Thanks to several high-profile events, this year’s focus for the World Teacher Day is very much on the supporting role education plays in furthering development. The most important event is clearly the adoption of the Sustainable Development Goals a little over a week ago. Goal #4 expresses the need of access to “inclusive and equitable quality education” and the availability of “lifelong learning opportunities for all” directly.
Yet, it can be argued that the actual importance of universal education of good quality is found in most of the other SDGs:
- Education raises each individual’s chances to secure decent work, enabling them to escape poverty (#1) and hunger (#2);
- High-quality education is the foundation for innovation and development (#8), and for the creation of a resilient, sustainable infrastructure (#9);
- Education supports health (#3) both by teaching preventative measures at home (e.g. in the area of sanitation, #6) and by training healthcare professionals;
- Inclusive education can play an integrating role for society, supporting pushes for increased gender equality (#5), reduced inequality in general (#10), and peaceful coexistence (#16).
Multiple high-profile conferences have paved the way for the SDGs: the World Education Forum in Incheon, the Oslo Summit on Education for Development, and the 3rd International Conference on Financing for Development in Addis Ababa have all showcased the important influence of education on development.

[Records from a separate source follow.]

// LCOV_EXCL_START
#[cfg(test)]
mod t {
use pretty_assertions::assert_eq;
use rand::{Rng, SeedableRng};
use rand_xorshift::XorShiftRng;
use rstest::{fixture, rstest};
use std::collections::BTreeSet;
use super::*;
use crate::{p2l::p2l_map_pool_elem_size, util::FTL_BLOCK_SIZE};

const TEST_BAND_IDX: BandT = 42;
const TEST_LBA: LbaT = 0x6867_6564;
const ZONE_SIZE: u64 = 10_000;
const XFER_SIZE: u32 = 16;

struct Harness {
    band: Band,
    p2l_pool: MemPool,
    band_md_pool: MemPool,
}

impl Harness {
    fn new(geo: Geometry, band: BandT) -> Self {
        let blocks = geo.blocks_per_band();
        let mut p2l_pool = MemPool::create(2,
            p2l_map_pool_elem_size(blocks).unwrap(), FTL_BLOCK_SIZE).unwrap();
        let mut band_md_pool = MemPool::create(2, FTL_BLOCK_SIZE,
            FTL_BLOCK_SIZE).unwrap();
        let mut band = Band::new(band, geo);
        band.open(1, &mut p2l_pool, &mut band_md_pool).unwrap();
        Harness{band, p2l_pool, band_md_pool}
    }
}

fn geometry(optimal_open_zones: u32) -> Geometry {
    Geometry {
        zone_size: ZONE_SIZE,
        zones: (TEST_BAND_IDX + 1) * optimal_open_zones,
        optimal_open_zones,
        write_unit_size: XFER_SIZE,
        block_size: 4096,
    }
}

/// Address of the first block of zone `zone_id`
fn addr_from_zone_id(zone_id: u64) -> Addr {
    Addr(zone_id * ZONE_SIZE)
}

#[fixture]
fn harness() -> Harness {
    Harness::new(geometry(1), TEST_BAND_IDX)
}

fn band_base(h: &Harness) -> Addr {
    addr_from_zone_id(0) +
        u64::from(TEST_BAND_IDX) * h.band.geo.blocks_per_band()
}

#[rstest]
fn offset_from_addr_base(harness: Harness) {
    let addr = band_base(&harness);
    assert_eq!(harness.band.offset_from_addr(addr), 0);
}

#[rstest]
fn offset_from_addr_offset(harness: Harness) {
    let base = band_base(&harness);
    for j in 0..ZONE_SIZE {
        assert_eq!(harness.band.offset_from_addr(base + j), j);
    }
}

#[rstest]
#[should_panic(expected = "does not belong to band")]
fn offset_from_addr_foreign(harness: Harness) {
    let addr = band_base(&harness) + harness.band.capacity();
    harness.band.offset_from_addr(addr);
}

#[rstest]
fn addr_from_offset(harness: Harness) {
    let base = band_base(&harness);
    for j in 0..ZONE_SIZE {
        let expect = base + j;
        let offset = harness.band.offset_from_addr(expect);
        assert_eq!(harness.band.addr_from_offset(offset), expect);
    }
}

#[rstest]
#[case(1)]
#[case(2)]
#[case(3)]
#[case(8)]
fn offset_round_trip(#[case] width: u32) {
    let geo = geometry(width);
    for b in [0, 17, TEST_BAND_IDX] {
        let band = Band::new(b, geo);
        assert_eq!(band.addr_from_offset(0), addr_from_zone_id(0) +
            u64::from(b) * geo.blocks_per_band());
        for o in (0..band.capacity()).step_by(7) {
            assert_eq!(band.offset_from_addr(band.addr_from_offset(o)), o);
        }
        let last = band.capacity() - 1;
        assert_eq!(band.offset_from_addr(band.addr_from_offset(last)), last);
    }
}

#[rstest]
fn set_addr(mut harness: Harness) {
    let mut addr = band_base(&harness);
    assert_eq!(harness.band.num_valid(), 0);

    let offset = harness.band.offset_from_addr(addr);
    harness.band.set_addr(TEST_LBA, addr);
    assert_eq!(harness.band.num_valid(), 1);
    assert_eq!(harness.band.lba_at(offset), Some(TEST_LBA));

    addr += ZONE_SIZE / 2;
    let offset = harness.band.offset_from_addr(addr);
    harness.band.set_addr(TEST_LBA + 1, addr);
    assert_eq!(harness.band.num_valid(), 2);
    assert_eq!(harness.band.lba_at(offset), Some(TEST_LBA + 1));
}

/// Assigning over an already-valid slot supersedes its owner without
/// changing the valid count.
#[rstest]
fn set_addr_supersede(mut harness: Harness) {
    let addr = band_base(&harness) + 9;
    harness.band.set_addr(TEST_LBA, addr);
    harness.band.set_addr(TEST_LBA + 5, addr);
    assert_eq!(harness.band.num_valid(), 1);
    assert_eq!(harness.band.lba_at(9), Some(TEST_LBA + 5));
}

#[rstest]
fn invalidate_addr(mut harness: Harness) {
    let mut addr = band_base(&harness);
    harness.band.set_addr(TEST_LBA, addr);
    assert_eq!(harness.band.num_valid(), 1);
    harness.band.invalidate_addr(addr);
    assert_eq!(harness.band.num_valid(), 0);
    assert_eq!(harness.band.lba_at(0), None);

    harness.band.set_addr(TEST_LBA, addr);
    addr += ZONE_SIZE / 2;
    harness.band.set_addr(TEST_LBA + 1, addr);
    assert_eq!(harness.band.num_valid(), 2);
    harness.band.invalidate_addr(addr);
    assert_eq!(harness.band.num_valid(), 1);
}

#[rstest]
#[should_panic(expected = "Double invalidate")]
fn invalidate_addr_twice(mut harness: Harness) {
    let addr = band_base(&harness);
    harness.band.set_addr(TEST_LBA, addr);
    harness.band.invalidate_addr(addr);
    harness.band.invalidate_addr(addr);
}

/// After any sequence of sets and invalidates, the valid count must equal
/// the number of non-sentinel P2L entries.
#[rstest]
fn valid_count_invariant(mut harness: Harness) {
    let mut rng = XorShiftRng::seed_from_u64(0xdead_beef);
    let base = band_base(&harness);
    let cap = harness.band.capacity();
    for _ in 0..5000 {
        let offset = rng.gen_range(0..cap);
        if harness.band.is_valid(offset) && rng.gen_bool(0.5) {
            harness.band.invalidate_addr(base + offset);
        } else {
            harness.band.set_addr(rng.gen(), base + offset);
        }
    }
    let map = harness.band.p2l_map.as_ref().unwrap();
    let live = (0..cap).filter(|o| map.get(*o) != LBA_INVALID).count();
    assert_eq!(harness.band.num_valid(), live as u64);
}

#[rstest]
fn next_xfer_addr(harness: Harness) {
    let xfer = u64::from(XFER_SIZE);
    // Simple one block increment
    let addr = band_base(&harness);
    let result = harness.band.next_xfer_addr(addr, 1);
    assert_eq!(result, Some(addr + 1));

    // Jumping from the last zone to the first one
    let result = harness.band.next_xfer_addr(addr, xfer);
    assert_eq!(result, Some(band_base(&harness) + xfer));

    // Jumping from the last zone to the first one with an unaligned offset
    let result = harness.band.next_xfer_addr(addr, xfer + 2);
    assert_eq!(result, Some(band_base(&harness) + xfer + 2));
}

#[test]
fn next_xfer_addr_striped() {
    let geo = geometry(4);
    let band = Band::new(3, geo);
    let base = band.start_addr();
    let xfer = u64::from(XFER_SIZE);
    // Within a granule, addresses are contiguous
    assert_eq!(band.next_xfer_addr(base, 1), Some(base + 1));
    // One whole transfer moves to the matching granule of the next zone
    assert_eq!(band.next_xfer_addr(base, xfer), Some(base + ZONE_SIZE));
    assert_eq!(band.next_xfer_addr(base, 2 * xfer + 3),
        Some(base + 2 * ZONE_SIZE + 3));
    // From the last zone, wrap to zone 0's next granule
    let last = base + 3 * ZONE_SIZE;
    assert_eq!(band.next_xfer_addr(last, xfer), Some(base + xfer));
    // One whole stripe stays in the same zone, one granule further
    assert_eq!(band.next_xfer_addr(base + ZONE_SIZE, 4 * xfer),
        Some(base + ZONE_SIZE + xfer));
}

#[test]
fn next_xfer_addr_end_of_band() {
    let geo = geometry(2);
    let band = Band::new(0, geo);
    let base = band.start_addr();
    let cap = band.capacity();
    assert_eq!(band.next_xfer_addr(base, cap), Some(base + cap));
    assert_eq!(band.next_xfer_addr(base, cap + 1), None);
    // Huge increments must not wrap around
    assert_eq!(band.next_xfer_addr(base + 5, u64::MAX), None);
    assert_eq!(band.next_xfer_addr(base + cap - 1, u64::MAX - 1), None);
    // The last block in write order is the end of the last zone
    let last = base + cap - 1;
    assert_eq!(band.next_xfer_addr(base, cap - 1), Some(last));
    assert_eq!(band.next_xfer_addr(last, 1), Some(base + cap));
    // Landing exactly on a zone boundary in write order
    let xfer = u64::from(XFER_SIZE);
    let zone0_tail = base + ZONE_SIZE - xfer;
    assert_eq!(band.next_xfer_addr(zone0_tail, xfer),
        Some(base + 2 * ZONE_SIZE - xfer));
}

/// Property checks across stripe widths: advancing is additive, and a full
/// sweep of the band visits every block exactly once.
#[rstest]
#[case(1)]
#[case(2)]
#[case(3)]
#[case(5)]
#[case(8)]
fn next_xfer_addr_properties(#[case] width: u32) {
    let geo = Geometry {
        zone_size: 64,
        zones: width * 2,
        optimal_open_zones: width,
        write_unit_size: 4,
        block_size: 4096,
    };
    let band = Band::new(1, geo);
    let base = band.start_addr();
    let cap = band.capacity();

    let mut seen = BTreeSet::new();
    let mut addr = base;
    for _ in 0..cap {
        assert!(band.contains(addr));
        assert!(seen.insert(addr), "{addr} visited twice");
        addr = band.next_xfer_addr(addr, 1).unwrap();
    }
    assert_eq!(addr, base + cap);
    assert_eq!(seen.len() as u64, cap);

    let mut rng = XorShiftRng::seed_from_u64(u64::from(width));
    for _ in 0..1000 {
        let start = base + rng.gen_range(0..cap);
        let i = rng.gen_range(0..cap);
        let j = rng.gen_range(0..cap);
        let direct = band.next_xfer_addr(start, i + j);
        let stepped = band.next_xfer_addr(start, i)
            .and_then(|a| if a == base + cap {
                if j == 0 { Some(a) } else { None }
            } else {
                band.next_xfer_addr(a, j)
            });
        assert_eq!(direct, stepped);
    }
}

#[rstest]
fn iter_fills_band(mut harness: Harness) {
    let xfer = u64::from(XFER_SIZE);
    let mut n = 0;
    while harness.band.state() == BandState::Open {
        assert_eq!(harness.band.iter_remaining(), harness.band.capacity() - n);
        harness.band.iter_advance(xfer);
        n += xfer;
    }
    assert_eq!(n, harness.band.capacity());
    assert_eq!(harness.band.state(), BandState::Full);
}

#[rstest]
fn close_and_reload(mut harness: Harness) {
    let base = band_base(&harness);
    harness.band.set_addr(TEST_LBA, base + 3);
    harness.band.set_addr(TEST_LBA + 1, base + 4);
    harness.band.iter_advance(harness.band.capacity());
    harness.band.close(&mut harness.p2l_pool, &mut harness.band_md_pool)
        .unwrap();
    assert_eq!(harness.band.state(), BandState::Closed);
    assert_eq!(harness.p2l_pool.available(), 2);
    assert_eq!(harness.band_md_pool.available(), 2);
    let md = harness.band.md().unwrap().clone();
    assert_eq!(md.num_valid, 2);
    assert_eq!(md.wr_cnt, 1);
    assert_eq!(md.state, BandState::Closed);

    // Invalidation works without a resident map
    harness.band.invalidate_addr(base + 4);
    assert_eq!(harness.band.num_valid(), 1);
    assert_eq!(harness.band.lba_at(3), None);

    harness.band.load_p2l_map(&mut harness.p2l_pool,
        &mut harness.band_md_pool).unwrap();
    assert_eq!(harness.band.lba_at(3), Some(TEST_LBA));
    assert_eq!(harness.band.lba_at(4), None);

    harness.band.invalidate_addr(base + 3);
    harness.band.free(&mut harness.p2l_pool, &mut harness.band_md_pool);
    assert_eq!(harness.band.state(), BandState::Free);
    assert_eq!(harness.p2l_pool.available(), 2);
    assert!(harness.band.md().is_none());
}

#[rstest]
fn load_corrupt_p2l_map(mut harness: Harness) {
    harness.band.iter_advance(harness.band.capacity());
    harness.band.close(&mut harness.p2l_pool, &mut harness.band_md_pool)
        .unwrap();
    harness.band.corrupt_persisted_p2l();
    let e = harness.band.load_p2l_map(&mut harness.p2l_pool,
        &mut harness.band_md_pool).unwrap_err();
    assert_eq!(e, Error::EBADMSG);
    assert_eq!(harness.p2l_pool.available(), 2);
}

#[rstest]
fn open_exhausted(mut harness: Harness) {
    let geo = geometry(1);
    let mut b1 = Band::new(1, geo);
    let mut b2 = Band::new(2, geo);
    b1.open(2, &mut harness.p2l_pool, &mut harness.band_md_pool).unwrap();
    let e = b2.open(3, &mut harness.p2l_pool, &mut harness.band_md_pool)
        .unwrap_err();
    assert_eq!(e, Error::ENOMEM);
    assert_eq!(b2.state(), BandState::Free);
    b1.release_p2l_map(&mut harness.p2l_pool, &mut harness.band_md_pool);
}

#[test]
fn state_display() {
    assert_eq!(BandState::Closed.to_string(), "closed");
}
}
// LCOV_EXCL_STOP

This push is urgently needed since we have to do better in funding education around the world. The Brookings Institution points to a “global annual funding gap of US$ 39 billion, a gap between what is available in domestic budgets and what is needed from external sources to support early childhood through lower secondary education for all young people.”
Clearly, this is not just a problem of providing funding, but also a question of making sure the funds are transparently used as intended. Lack of funding and diversion of what little is available disproportionately impacts the availability and quality of education in the poorest and most fragile states. Even in rich, well-developed countries, we find instances of teachers contributing their own funds to help their classes thrive. It is only fitting that we celebrate World Teacher’s Day every year on 5 October, and that we use the day to highlight the need to invest in education and to support the work of educators around the world.
- Paper repository for the Oslo Summit On Education For Development.
- ILO. 2008. The ILO/UNESCO Recommendation concerning the Status of Teachers (1966) and The UNESCO Recommendation concerning the Status of Higher-education Teaching Personnel (1997) with a user’s guide. Geneva: ILO.
- Steer, Liesbet and Kathryn Smith. 2015. Financing education: Opportunities for global action. Washington, DC: Brookings Institution.